What to call it, then? 'China Virus' is an insidious non-starter not alone because of its racist connotations but because the thought of aping Donald Trump makes us physically ill.
So let's just be suitably vague and call it 'The Thing'.
The thing about 'The Thing' is that it forces us to re-evaluate everything we deemed intrinsic to sport at its best: the more crowded and chaotic, the more gloriously uncontrolled, the better.
We used to love the idea that Croke Park on the first and third Sunday of September was always a guaranteed sell-out.
You could almost touch that great sporting intangible: the frisson of wide-eyed wonder that comes with being there, on All-Ireland day, just before the ball is thrown in.
You could touch something else too: your 20-stone neighbour spreading out, in all his corpulent glory, from the quivering seat alongside you.
Then two things happened. Firstly, instead of giving it numeric form (some close variation on 82,300) the GAA thought police decided in their infinite wisdom to declare the final attendance as a … 'Full House'. Secondly, they moved this annual double-whammy extravaganza to August.
And now we don't know will it happen in August or happen at all. Even if it does come to pass, in whatever month, we're scared petrified of being there, in the aforementioned 'Full House'.
This, in a claustrophobic nutshell, explains how our mindsets have changed in the most profound way possible in such a very short time.

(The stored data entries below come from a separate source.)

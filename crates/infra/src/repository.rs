//! # リポジトリ実装
//!
//! ドメインエンティティの永続化を担当する。
//!
//! - [`UserRepository`] - ユーザーの登録と検索（認証用のパスワードハッシュ取得を含む）
//! - [`ArticleRepository`] - 記事の CRUD。更新・削除は所有者スコープで行う

pub mod article_repository;
pub mod user_repository;

pub use article_repository::{ArticleRepository, PostgresArticleRepository};
pub use user_repository::{PostgresUserRepository, UserRepository};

We are all freaked out by social distancing - or, more precisely, by those who don't observe it as they lurch into our two-metre circle of distrust in the supermarket bog-roll aisle.
In those rare moments of levity, we allow ourselves to joke about social distancing. Sunday's TG4 repeat of the 2013 Dublin-Kerry classic led some of us to wonder if Jim Gavin had introduced this radical defensive strategy specifically with Donnchadh Walsh in mind as he ambled into glorious (self) isolation for Kerry's second goal.
That put Kerry five points ahead. But this was no exponential crisis-in-the-making for Dublin: within a minute, the soaring Paul Mannion had flattened the curve.
It had us longing for the moment when next we'll see these great rivals in the flesh - so long as there's no full house, of course. We should be thankful for small mercies: the Croke Park press box is sufficiently grandiose to allow safe distancing.
Memo to editor: don't send me to St Conleth's Park this side of a vaccine.
In this time of limited physical activity, as stomachs soften and healthy eating habits weaken, we can console ourselves that we're all in this together - that 2k is the new okay and once these restrictions are lifted, we hereby solemnly swear to play five-a-side three times a week in between training for Ironman.
Speaking of which, great movie: I must turn it on now. I'll leave Contagion - oops, almost mentioned the 'C' word - for another busy morning.